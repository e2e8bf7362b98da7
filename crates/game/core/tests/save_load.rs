mod common;

use common::{FixtureRoster, Harness};
use game_core::{
    BattleCommand, Command, ProgressError, ProgressStore, SaveData, SavedMember, SceneTag,
    SessionEvent,
};

fn saved(name: &str, current_health: u32, max_health: u32) -> SavedMember {
    SavedMember {
        name: name.into(),
        current_health,
        max_health,
    }
}

fn continue_game<S: ProgressStore>(h: &mut Harness<S>) -> Vec<SessionEvent> {
    h.send(Command::SelectNext);
    h.confirm().events
}

struct BrokenStore;

impl ProgressStore for BrokenStore {
    fn load_progress(&self) -> Result<Option<SaveData>, ProgressError> {
        Err(ProgressError::Corrupt("expected value at line 1".into()))
    }

    fn save_progress(&mut self, _data: &SaveData) -> Result<(), ProgressError> {
        Err(ProgressError::Unavailable("read-only".into()))
    }
}

#[test]
fn continue_restores_stage_recruits_and_health() {
    let save = SaveData {
        stage: 2,
        recruits_added: 1,
        party: vec![saved("Hero", 40, 100), saved("Scout", 10, 60), saved("Ghost", 5, 5)],
    };
    let mut h = Harness::new(FixtureRoster::sturdy_enemies(), Some(save));

    let events = continue_game(&mut h);

    assert!(events.contains(&SessionEvent::ProgressLoaded {
        stage: 2,
        recruits_added: 1,
    }));
    assert_eq!(h.scene(), SceneTag::Story);
    assert_eq!(h.session.stage(), 2);
    let party: Vec<_> = h
        .session
        .party()
        .iter()
        .map(|member| (member.name.as_str(), member.health()))
        .collect();
    assert_eq!(party, vec![("Hero", 40), ("Sage", 80), ("Scout", 10)]);

    h.confirm_until_battle();
    assert_eq!(h.session.battle().unwrap().enemies()[0].name, "Goblin 2");
}

#[test]
fn save_and_quit_round_trips_through_continue() {
    let save = SaveData {
        stage: 2,
        recruits_added: 1,
        party: vec![saved("Hero", 40, 100), saved("Scout", 10, 60)],
    };
    let mut h = Harness::new(FixtureRoster::sturdy_enemies(), Some(save));
    continue_game(&mut h);
    h.confirm_until_battle();

    let outcome = h.act(BattleCommand::SaveAndQuit);

    let expected = SaveData {
        stage: 2,
        recruits_added: 1,
        party: vec![
            saved("Hero", 40, 100),
            saved("Sage", 80, 80),
            saved("Scout", 10, 60),
        ],
    };
    assert!(outcome
        .events
        .contains(&SessionEvent::ProgressSaved(expected.clone())));
    assert_eq!(h.store, Some(expected));

    let battle = h.session.battle().unwrap();
    assert_eq!(battle.log().last(), Some("Progress saved. It is safe to quit now."));
    assert_eq!(battle.current_actor(), 0);
    assert_eq!(battle.player_queue().len(), 3);

    let mut reloaded = Harness::new(FixtureRoster::sturdy_enemies(), h.store.clone());
    continue_game(&mut reloaded);
    assert_eq!(reloaded.session.party(), h.session.party());
    assert_eq!(reloaded.session.recruits_added(), 1);
}

#[test]
fn loaded_values_are_clamped_to_the_roster() {
    let save = SaveData {
        stage: 1,
        recruits_added: 9,
        party: vec![saved("Hero", 9_999, 9_999), saved("Sage", 0, 80)],
    };
    let mut h = Harness::new(FixtureRoster::sturdy_enemies(), Some(save));

    continue_game(&mut h);

    let party = h.session.party();
    assert_eq!(h.session.recruits_added(), 2);
    assert_eq!(party.len(), 4);
    assert_eq!(party[0].health(), 100);
    assert_eq!(party[1].health(), 0);
    assert_eq!(party[0].skills.len(), 3);
}

#[test]
fn missing_save_starts_fresh() {
    let mut h = Harness::new(FixtureRoster::sturdy_enemies(), None);

    let events = continue_game(&mut h);

    assert!(events.contains(&SessionEvent::ProgressUnavailable {
        reason: "no saved progress".into()
    }));
    assert_eq!(h.session.stage(), 0);
    assert_eq!(h.session.party().len(), 2);
    assert_eq!(h.scene(), SceneTag::Story);
}

#[test]
fn broken_store_fails_closed() {
    let mut h = Harness::new(FixtureRoster::sturdy_enemies(), BrokenStore);

    let events = continue_game(&mut h);
    assert!(events
        .iter()
        .any(|event| matches!(event, SessionEvent::ProgressUnavailable { .. })));
    assert_eq!(h.session.stage(), 0);
    assert_eq!(h.session.recruits_added(), 0);

    h.confirm_until_battle();
    let outcome = h.act(BattleCommand::SaveAndQuit);
    assert!(outcome.events.contains(&SessionEvent::ProgressUnavailable {
        reason: "progress store unavailable: read-only".into()
    }));
    assert_eq!(h.session.battle().unwrap().log().last(), Some("Saving failed!"));
}

#[cfg(feature = "serde")]
#[test]
fn save_data_uses_camel_case_keys_and_defaults() {
    let save = SaveData {
        stage: 3,
        recruits_added: 2,
        party: vec![saved("Hero", 12, 100)],
    };

    let json = serde_json::to_value(&save).unwrap();
    assert_eq!(json["recruitsAdded"], 2);
    assert_eq!(json["party"][0]["currentHealth"], 12);
    assert_eq!(json["party"][0]["maxHealth"], 100);

    let minimal: SaveData = serde_json::from_str(r#"{"stage":3}"#).unwrap();
    assert_eq!(minimal.recruits_added, 0);
    assert!(minimal.party.is_empty());
}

—————

◆ **About this exercise**: Looking at the data above, count each line that holds the word "ProgressUnavailable" and report the count alone.

◆ **Answer section**: 3